→ **Task to complete**: For every line in the records below that holds "HeadingPattern", make a copy.

→ **Entries supplied**:
============

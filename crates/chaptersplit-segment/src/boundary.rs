use std::fmt;

use regex::{Regex, RegexBuilder};
use thiserror::Error;

use chaptersplit_core::Boundary;

#[derive(Error, Debug)]
pub enum BoundaryError {
    #[error("boundary rule {rule} failed: {message}")]
    Rule { rule: String, message: String },
}

/// A profile-supplied predicate that locates section headings in a stream.
///
/// Heading heuristics are document-family policy; the engine only relies on
/// the offsets a rule reports. Results need not be sorted or unique.
pub trait BoundaryRule: Send + Sync + fmt::Debug {
    fn find_boundaries(&self, text: &str) -> Result<Vec<Boundary>, BoundaryError>;
}

/// Regex heading rule. `^` and `$` always anchor on line boundaries.
///
/// The heading recorded for titling is the `title` capture group when the
/// pattern has one, otherwise capture group 1, otherwise the whole match.
#[derive(Debug, Clone)]
pub struct HeadingPattern {
    regex: Regex,
    case_insensitive: bool,
}

impl HeadingPattern {
    pub fn new(pattern: &str, case_insensitive: bool) -> Result<Self, regex::Error> {
        let regex = RegexBuilder::new(pattern)
            .multi_line(true)
            .case_insensitive(case_insensitive)
            .build()?;
        Ok(Self {
            regex,
            case_insensitive,
        })
    }

    pub fn as_str(&self) -> &str {
        self.regex.as_str()
    }

    pub fn is_case_insensitive(&self) -> bool {
        self.case_insensitive
    }

    fn heading_group(&self) -> Option<usize> {
        self.regex
            .capture_names()
            .position(|name| name == Some("title"))
            .or_else(|| (self.regex.captures_len() > 1).then_some(1))
    }
}

impl BoundaryRule for HeadingPattern {
    fn find_boundaries(&self, text: &str) -> Result<Vec<Boundary>, BoundaryError> {
        let group = self.heading_group();
        let mut boundaries = Vec::new();

        for caps in self.regex.captures_iter(text) {
            let Some(whole) = caps.get(0) else { continue };
            let heading = group
                .and_then(|g| caps.get(g))
                .unwrap_or(whole)
                .as_str();
            boundaries.push(Boundary::new(whole.start(), heading));
        }

        Ok(boundaries)
    }
}

/// Run `rule` over `text` and return its boundaries sorted by offset with
/// duplicate offsets collapsed (the first reported heading wins).
///
/// Offsets at or past the end of `text` or inside a UTF-8 sequence are
/// dropped; a heading there would start an empty span.
pub fn match_boundaries(
    text: &str,
    rule: &dyn BoundaryRule,
) -> Result<Vec<Boundary>, BoundaryError> {
    let mut boundaries = rule.find_boundaries(text)?;
    boundaries.retain(|b| {
        let valid = b.offset < text.len() && text.is_char_boundary(b.offset);
        if !valid {
            tracing::debug!(offset = b.offset, rule = ?rule, "dropping out-of-range boundary");
        }
        valid
    });
    normalize(&mut boundaries);
    Ok(boundaries)
}

/// Sort by offset and collapse duplicate offsets.
pub(crate) fn normalize(boundaries: &mut Vec<Boundary>) {
    boundaries.sort_by_key(|b| b.offset);
    boundaries.dedup_by_key(|b| b.offset);
}

#[cfg(test)]
mod tests {
    use super::*;

    #[derive(Debug)]
    struct Fixed(Vec<usize>);

    impl BoundaryRule for Fixed {
        fn find_boundaries(&self, _text: &str) -> Result<Vec<Boundary>, BoundaryError> {
            Ok(self.0.iter().map(|&o| Boundary::at(o)).collect())
        }
    }

    #[test]
    fn test_domain_headings_multiline() {
        let rule = HeadingPattern::new(r"^Domain \d+:.*", false).unwrap();
        let text = "Domain 1: Intro\nhello\nDomain 2: Setup\nworld";
        let found = match_boundaries(text, &rule).unwrap();
        assert_eq!(found.len(), 2);
        assert_eq!(found[0].offset, 0);
        assert_eq!(found[0].heading.as_deref(), Some("Domain 1: Intro"));
        assert_eq!(found[1].offset, 22);
        assert_eq!(found[1].heading.as_deref(), Some("Domain 2: Setup"));
    }

    #[test]
    fn test_anchor_requires_line_start() {
        let rule = HeadingPattern::new(r"^Domain \d+:.*", false).unwrap();
        let text = "see Domain 3: later\nDomain 4: Real";
        let found = match_boundaries(text, &rule).unwrap();
        assert_eq!(found.len(), 1);
        assert_eq!(found[0].heading.as_deref(), Some("Domain 4: Real"));
    }

    #[test]
    fn test_case_insensitive_flag() {
        let text = "DOMAIN 1: Loud\nbody";
        let strict = HeadingPattern::new(r"^Domain \d+:.*", false).unwrap();
        let relaxed = HeadingPattern::new(r"^Domain \d+:.*", true).unwrap();
        assert!(match_boundaries(text, &strict).unwrap().is_empty());
        assert_eq!(match_boundaries(text, &relaxed).unwrap().len(), 1);
        assert!(relaxed.is_case_insensitive());
    }

    #[test]
    fn test_named_title_group_preferred() {
        let rule = HeadingPattern::new(r"^(\d+)\.\s+(?P<title>.+)", false).unwrap();
        let found = match_boundaries("1. Scope\ntext\n2. Terms\n", &rule).unwrap();
        assert_eq!(found[0].heading.as_deref(), Some("Scope"));
        assert_eq!(found[1].heading.as_deref(), Some("Terms"));
    }

    #[test]
    fn test_first_group_used_without_named_group() {
        let rule = HeadingPattern::new(r"^Chapter \d+: (.+)", false).unwrap();
        let found = match_boundaries("Chapter 1: Basics\n", &rule).unwrap();
        assert_eq!(found[0].heading.as_deref(), Some("Basics"));
    }

    #[test]
    fn test_no_matches_is_empty_not_error() {
        let rule = HeadingPattern::new(r"^Appendix", false).unwrap();
        assert!(match_boundaries("nothing here", &rule).unwrap().is_empty());
    }

    #[test]
    fn test_duplicates_collapse_and_sort() {
        let rule = Fixed(vec![9, 3, 9, 0, 3]);
        let found = match_boundaries("0123456789abc", &rule).unwrap();
        let offsets: Vec<_> = found.iter().map(|b| b.offset).collect();
        assert_eq!(offsets, vec![0, 3, 9]);
    }

    #[test]
    fn test_invalid_offsets_dropped() {
        // 'é' occupies bytes 1..3, so offset 2 is inside a code point.
        let rule = Fixed(vec![2, 4, 50]);
        let found = match_boundaries("héllo", &rule).unwrap();
        let offsets: Vec<_> = found.iter().map(|b| b.offset).collect();
        assert_eq!(offsets, vec![4]);
    }

    #[test]
    fn test_empty_match_at_end_of_text_dropped() {
        let rule = HeadingPattern::new(r"^(?:Domain \d+:.*)?\z", false).unwrap();
        let found = match_boundaries("no headings at all\njust prose\n", &rule).unwrap();
        assert!(found.is_empty());

        let at_end = Fixed(vec![0, 5]);
        let offsets: Vec<_> = match_boundaries("hello", &at_end)
            .unwrap()
            .iter()
            .map(|b| b.offset)
            .collect();
        assert_eq!(offsets, vec![0]);
    }
}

============

→ **Solution for this problem**:
pub struct HeadingPattern {
impl HeadingPattern {
impl BoundaryRule for HeadingPattern {
        let rule = HeadingPattern::new(r"^Domain \d+:.*", false).unwrap();
        let rule = HeadingPattern::new(r"^Domain \d+:.*", false).unwrap();
        let strict = HeadingPattern::new(r"^Domain \d+:.*", false).unwrap();
        let relaxed = HeadingPattern::new(r"^Domain \d+:.*", true).unwrap();
        let rule = HeadingPattern::new(r"^(\d+)\.\s+(?P<title>.+)", false).unwrap();
        let rule = HeadingPattern::new(r"^Chapter \d+: (.+)", false).unwrap();
        let rule = HeadingPattern::new(r"^Appendix", false).unwrap();
        let rule = HeadingPattern::new(r"^(?:Domain \d+:.*)?\z", false).unwrap();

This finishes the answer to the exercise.